[Excerpts from a dataset]
*** Begin section ***
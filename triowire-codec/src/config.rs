/******************************************************************************
   Author: Joaquín Béjar García
   Email: jb@taunais.com
   Date: 27/1/26
******************************************************************************/

//! Codec configuration.
//!
//! This module provides the options that control how malformed content,
//! text, reserved bytes, and absent fields are handled.

use crate::text::TextEncoding;
use serde::{Deserialize, Serialize};

/// What the decoder does with a field whose bytes do not match its kind.
#[derive(Debug, Clone, Copy, Default, PartialEq, Eq, Hash, Serialize, Deserialize)]
#[serde(rename_all = "snake_case")]
pub enum MalformedPolicy {
    /// Fail the whole record with `DecodeError::MalformedField`.
    #[default]
    Reject,
    /// Keep the raw text as `FieldValue::Unparsed`, log a warning, and continue.
    Substitute,
}

/// Configuration for a [`Codec`](crate::Codec).
#[derive(Debug, Clone, PartialEq, Eq, Serialize, Deserialize)]
#[serde(default)]
pub struct CodecConfig {
    /// Malformed-field policy applied on decode.
    pub malformed: MalformedPolicy,
    /// Encoding of text and code fields.
    pub encoding: TextEncoding,
    /// Byte written into fillers and attribute slots on encode.
    pub fill_byte: u8,
    /// Whether encoding fails when a schema entry is absent from the record.
    pub strict_encode: bool,
}

impl Default for CodecConfig {
    fn default() -> Self {
        Self {
            malformed: MalformedPolicy::Reject,
            encoding: TextEncoding::Cp949,
            fill_byte: b' ',
            strict_encode: false,
        }
    }
}

impl CodecConfig {
    /// Creates a configuration with default settings.
    #[must_use]
    pub fn new() -> Self {
        Self::default()
    }

    /// Sets the malformed-field policy.
    #[must_use]
    pub const fn with_malformed(mut self, policy: MalformedPolicy) -> Self {
        self.malformed = policy;
        self
    }

    /// Sets the text encoding.
    #[must_use]
    pub const fn with_encoding(mut self, encoding: TextEncoding) -> Self {
        self.encoding = encoding;
        self
    }

    /// Sets the byte written into fillers.
    #[must_use]
    pub const fn with_fill_byte(mut self, fill_byte: u8) -> Self {
        self.fill_byte = fill_byte;
        self
    }

    /// Sets whether absent entries are an encode error.
    #[must_use]
    pub const fn with_strict_encode(mut self, strict: bool) -> Self {
        self.strict_encode = strict;
        self
    }
}

#[cfg(test)]
mod tests {
    use super::*;

    #[test]
    fn test_default_config() {
        let config = CodecConfig::default();
        assert_eq!(config.malformed, MalformedPolicy::Reject);
        assert_eq!(config.encoding, TextEncoding::Cp949);
        assert_eq!(config.fill_byte, b' ');
        assert!(!config.strict_encode);
    }

    #[test]
    fn test_config_builder() {
        let config = CodecConfig::new()
            .with_malformed(MalformedPolicy::Substitute)
            .with_encoding(TextEncoding::Ascii)
            .with_fill_byte(0)
            .with_strict_encode(true);
        assert_eq!(config.malformed, MalformedPolicy::Substitute);
        assert_eq!(config.encoding, TextEncoding::Ascii);
        assert_eq!(config.fill_byte, 0);
        assert!(config.strict_encode);
    }
}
*** End section ***
[Requirement] Copy each entry exactly. Omit none.

[Response]
filename triowire-codec/src/config.rs
/******************************************************************************
   Author: Joaquín Béjar García
   Email: jb@taunais.com
   Date: 27/1/26
******************************************************************************/

//! Codec configuration.
//!
//! This module provides the options that control how malformed content,
//! text, reserved bytes, and absent fields are handled.

use crate::text::TextEncoding;
use serde::{Deserialize, Serialize};

/// What the decoder does with a field whose bytes do not match its kind.
#[derive(Debug, Clone, Copy, Default, PartialEq, Eq, Hash, Serialize, Deserialize)]
#[serde(rename_all = "snake_case")]
pub enum MalformedPolicy {
    /// Fail the whole record with `DecodeError::MalformedField`.
    #[default]
    Reject,
    /// Keep the raw text as `FieldValue::Unparsed`, log a warning, and continue.
    Substitute,
}

/// Configuration for a [`Codec`](crate::Codec).
#[derive(Debug, Clone, PartialEq, Eq, Serialize, Deserialize)]
#[serde(default)]
pub struct CodecConfig {
    /// Malformed-field policy applied on decode.
    pub malformed: MalformedPolicy,
    /// Encoding of text and code fields.
    pub encoding: TextEncoding,
    /// Byte written into fillers and attribute slots on encode.
    pub fill_byte: u8,
    /// Whether encoding fails when a schema entry is absent from the record.
    pub strict_encode: bool,
}

impl Default for CodecConfig {
    fn default() -> Self {
        Self {
            malformed: MalformedPolicy::Reject,
            encoding: TextEncoding::Cp949,
            fill_byte: b' ',
            strict_encode: false,
        }
    }
}

impl CodecConfig {
    /// Creates a configuration with default settings.
    #[must_use]
    pub fn new() -> Self {
        Self::default()
    }

    /// Sets the malformed-field policy.
    #[must_use]
    pub const fn with_malformed(mut self, policy: MalformedPolicy) -> Self {
        self.malformed = policy;
        self
    }

    /// Sets the text encoding.
    #[must_use]
    pub const fn with_encoding(mut self, encoding: TextEncoding) -> Self {
        self.encoding = encoding;
        self
    }

    /// Sets the byte written into fillers.
    #[must_use]
    pub const fn with_fill_byte(mut self, fill_byte: u8) -> Self {
        self.fill_byte = fill_byte;
        self
    }

    /// Sets whether absent entries are an encode error.
    #[must_use]
    pub const fn with_strict_encode(mut self, strict: bool) -> Self {
        self.strict_encode = strict;
        self
    }
}

#[cfg(test)]
mod tests {
    use super::*;

    #[test]
    fn test_default_config() {
        let config = CodecConfig::default();
        assert_eq!(config.malformed, MalformedPolicy::Reject);
        assert_eq!(config.encoding, TextEncoding::Cp949);
        assert_eq!(config.fill_byte, b' ');
        assert!(!config.strict_encode);
    }

    #[test]
    fn test_config_builder() {
        let config = CodecConfig::new()
            .with_malformed(MalformedPolicy::Substitute)
            .with_encoding(TextEncoding::Ascii)
            .with_fill_byte(0)
            .with_strict_encode(true);
        assert_eq!(config.malformed, MalformedPolicy::Substitute);
        assert_eq!(config.encoding, TextEncoding::Ascii);
        assert_eq!(config.fill_byte, 0);
        assert!(config.strict_encode);
    }
}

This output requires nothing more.